[Material provided]

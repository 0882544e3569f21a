use std::sync::Arc;

use anyhow::{Context, Result};
use axum::{
    extract::DefaultBodyLimit,
    http::HeaderValue,
    routing::{get, post},
    Router,
};
use handlebars::Handlebars;
use sea_orm::DatabaseConnection;
use tower::ServiceBuilder;
use tower_http::cors::{Any, CorsLayer};
use tower_http::trace::TraceLayer;

use super::handlers::{activity, auth, dashboard, health, print, records, recovery, users};
use crate::common::get_handlebars;
use crate::config::AppConfig;
use crate::services::{AuditService, AuthService, BackupService, RecordService, UserService};

/// Uploaded backups may be far larger than axum's default body limit.
const RESTORE_BODY_LIMIT: usize = 256 * 1024 * 1024;

#[derive(Clone)]
pub struct AppState {
    pub db: DatabaseConnection,
    pub config: Arc<AppConfig>,
    pub templates: Arc<Handlebars<'static>>,
    pub auth: AuthService,
    pub records: RecordService,
    pub users: UserService,
    pub audit: AuditService,
    pub backup: BackupService,
}

impl AppState {
    pub fn new(db: DatabaseConnection, config: AppConfig) -> Result<Self> {
        let templates = get_handlebars().context("failed to load page templates")?;

        Ok(Self {
            auth: AuthService::new(db.clone(), config.session_ttl()),
            records: RecordService::new(db.clone(), config.coercion),
            users: UserService::new(db.clone()),
            audit: AuditService::new(db.clone()),
            backup: BackupService::new(db.clone()),
            templates: Arc::new(templates),
            config: Arc::new(config),
            db,
        })
    }
}

pub async fn create_app(db: DatabaseConnection, config: AppConfig) -> Result<Router> {
    let cors = match config.cors_origin.as_deref() {
        Some(origin) => CorsLayer::new()
            .allow_origin(
                origin
                    .parse::<HeaderValue>()
                    .with_context(|| format!("invalid CORS origin '{}'", origin))?,
            )
            .allow_methods(Any)
            .allow_headers(Any),
        None => CorsLayer::new()
            .allow_origin(Any)
            .allow_methods(Any)
            .allow_headers(Any),
    };

    let state = AppState::new(db, config)?;

    let app = Router::new()
        .route("/health", get(health::health_check))
        // Authentication
        .route("/login", get(auth::login_page).post(auth::login))
        .route("/logout", get(auth::logout))
        // Dashboards
        .route("/", get(dashboard::index))
        .route("/admin", get(dashboard::admin_dashboard))
        .route("/staff", get(dashboard::staff_dashboard))
        // Print and export
        .route("/print", get(print::print_view))
        // Accounts
        .route("/users", get(users::list_users).post(users::create_user))
        .route("/users/edit/:id", post(users::update_user))
        .route("/users/delete/:id", post(users::delete_user))
        .route("/users/reset/:id", post(users::reset_password))
        // Audit trail
        .route("/activity_log", get(activity::activity_log))
        .route("/export-logs-excel", get(activity::export_logs_excel))
        // Recovery
        .route("/recovery", get(recovery::recovery_page))
        .route("/backup_database", get(recovery::backup_database))
        .route(
            "/restore_database",
            post(recovery::restore_database).layer(DefaultBodyLimit::max(RESTORE_BODY_LIMIT)),
        )
        .route("/reset_database", post(recovery::reset_database))
        // Generic record routes, matched after the fixed paths above
        .route("/:rtype", get(records::list_records).post(records::create_record))
        .route(
            "/:rtype/edit/:id",
            get(records::edit_record_page).post(records::update_record),
        )
        .route("/:rtype/delete/:id", post(records::delete_record))
        .layer(
            ServiceBuilder::new()
                .layer(TraceLayer::new_for_http())
                .layer(cors),
        )
        .with_state(state);

    Ok(app)
}
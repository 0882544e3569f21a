use axum::{
    extract::{Query, State},
    http::header::{CONTENT_DISPOSITION, CONTENT_TYPE},
    response::IntoResponse,
};
use serde::Deserialize;
use serde_json::{json, Value};

use crate::export::{to_xlsx_activity, XLSX_CONTENT_TYPE};
use crate::records::PageRequest;
use crate::server::app::AppState;
use crate::server::context::AdminUser;
use crate::server::response::{pagination, HandlerResult};

#[derive(Debug, Default, Deserialize)]
pub struct ActivityQuery {
    pub page: Option<String>,
}

pub async fn activity_log(
    State(state): State<AppState>,
    AdminUser(context): AdminUser,
    Query(query): Query<ActivityQuery>,
) -> HandlerResult {
    let request = PageRequest::page(query.page.as_deref().and_then(|page| page.trim().parse().ok()));
    let page = state.audit.list(request).await?;

    let entries: Vec<Value> = page
        .items
        .iter()
        .map(|entry| {
            json!({
                "timestamp": entry.timestamp.format("%Y-%m-%d %H:%M:%S").to_string(),
                "user": entry.user,
                "action": entry.action,
                "table_name": entry.table_name,
                "record_id": entry.record_id,
            })
        })
        .collect();

    let links = pagination(page.page, page.total_pages, page.total_items, |number| {
        format!("/activity_log?page={}", number)
    });

    let data = json!({ "entries": entries, "page": links });
    let page = state
        .render(Some(&context), "activity_log", "Activity Log", data)
        .await?;
    Ok(page.into_response())
}

pub async fn export_logs_excel(
    State(state): State<AppState>,
    AdminUser(_context): AdminUser,
) -> HandlerResult {
    let bytes = state.audit.export_workbook().await?;

    Ok((
        [
            (CONTENT_TYPE, XLSX_CONTENT_TYPE.to_string()),
            (
                CONTENT_DISPOSITION,
                format!("attachment; filename={}", to_xlsx_activity::FILENAME),
            ),
        ],
        bytes,
    )
        .into_response())
}
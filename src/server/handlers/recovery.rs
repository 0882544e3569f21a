use axum::{
    extract::{Multipart, State},
    http::header::{CONTENT_DISPOSITION, CONTENT_TYPE},
    response::{IntoResponse, Redirect},
};
use serde_json::json;
use tracing::warn;

use crate::errors::CoreError;
use crate::server::app::AppState;
use crate::server::context::AdminUser;
use crate::server::response::HandlerResult;
use crate::services::auth_service::FlashMessage;
use crate::services::BackupService;

const RECOVERY_PAGE: &str = "/recovery";

pub async fn recovery_page(State(state): State<AppState>, AdminUser(context): AdminUser) -> HandlerResult {
    let page = state
        .render(Some(&context), "recovery", "Backup & Recovery", json!({}))
        .await?;
    Ok(page.into_response())
}

pub async fn backup_database(State(state): State<AppState>, AdminUser(context): AdminUser) -> HandlerResult {
    match state.backup.backup().await {
        Ok(bytes) => Ok((
            [
                (CONTENT_TYPE, "application/x-sqlite3".to_string()),
                (
                    CONTENT_DISPOSITION,
                    format!("attachment; filename={}", BackupService::backup_filename()),
                ),
            ],
            bytes,
        )
            .into_response()),
        Err(err) => {
            warn!("Backup failed: {}", err);
            state
                .flash(&context, FlashMessage::danger(format!("Backup failed: {}", err.message())))
                .await;
            Ok(Redirect::to(RECOVERY_PAGE).into_response())
        }
    }
}

/// Replaces every record table and the activity log with the uploaded
/// backup. Accounts and sessions survive.
pub async fn restore_database(
    State(state): State<AppState>,
    AdminUser(context): AdminUser,
    multipart: Multipart,
) -> HandlerResult {
    let outcome = match read_upload(multipart).await {
        Ok(bytes) => state.backup.restore(&bytes).await,
        Err(err) => Err(err),
    };

    let flash = match outcome {
        Ok(summary) => FlashMessage::success(format!(
            "Database restored successfully ({} rows)",
            summary.total_rows()
        )),
        Err(err) => {
            warn!("Restore failed: {}", err);
            FlashMessage::danger(format!("Restore failed: {}", err.message()))
        }
    };
    state.flash(&context, flash).await;
    Ok(Redirect::to(RECOVERY_PAGE).into_response())
}

pub async fn reset_database(State(state): State<AppState>, AdminUser(context): AdminUser) -> HandlerResult {
    let flash = match state.backup.reset().await {
        Ok(removed) => FlashMessage::success(format!("Database reset ({} rows removed)", removed)),
        Err(err) => {
            warn!("Reset failed: {}", err);
            FlashMessage::danger(format!("Reset failed: {}", err.message()))
        }
    };
    state.flash(&context, flash).await;
    Ok(Redirect::to(RECOVERY_PAGE).into_response())
}

/// Bytes of the first uploaded file in the form.
async fn read_upload(mut multipart: Multipart) -> Result<Vec<u8>, CoreError> {
    while let Some(field) = multipart
        .next_field()
        .await
        .map_err(|err| CoreError::validation(format!("Invalid upload: {}", err)))?
    {
        if field.file_name().is_none() {
            continue;
        }
        let bytes = field
            .bytes()
            .await
            .map_err(|err| CoreError::validation(format!("Invalid upload: {}", err)))?;
        if bytes.is_empty() {
            return Err(CoreError::validation("No file selected"));
        }
        return Ok(bytes.to_vec());
    }
    Err(CoreError::validation("No file selected"))
}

[Work request] All lines from the opening of the material through the line that contains "#[derive(Clone)]" are to be printed exactly, with no others.

[Answer box]
repository 0882544e3569f21a
use std::sync::Arc;

use anyhow::{Context, Result};
use axum::{
    extract::DefaultBodyLimit,
    http::HeaderValue,
    routing::{get, post},
    Router,
};
use handlebars::Handlebars;
use sea_orm::DatabaseConnection;
use tower::ServiceBuilder;
use tower_http::cors::{Any, CorsLayer};
use tower_http::trace::TraceLayer;

use super::handlers::{activity, auth, dashboard, health, print, records, recovery, users};
use crate::common::get_handlebars;
use crate::config::AppConfig;
use crate::services::{AuditService, AuthService, BackupService, RecordService, UserService};

/// Uploaded backups may be far larger than axum's default body limit.
const RESTORE_BODY_LIMIT: usize = 256 * 1024 * 1024;

#[derive(Clone)]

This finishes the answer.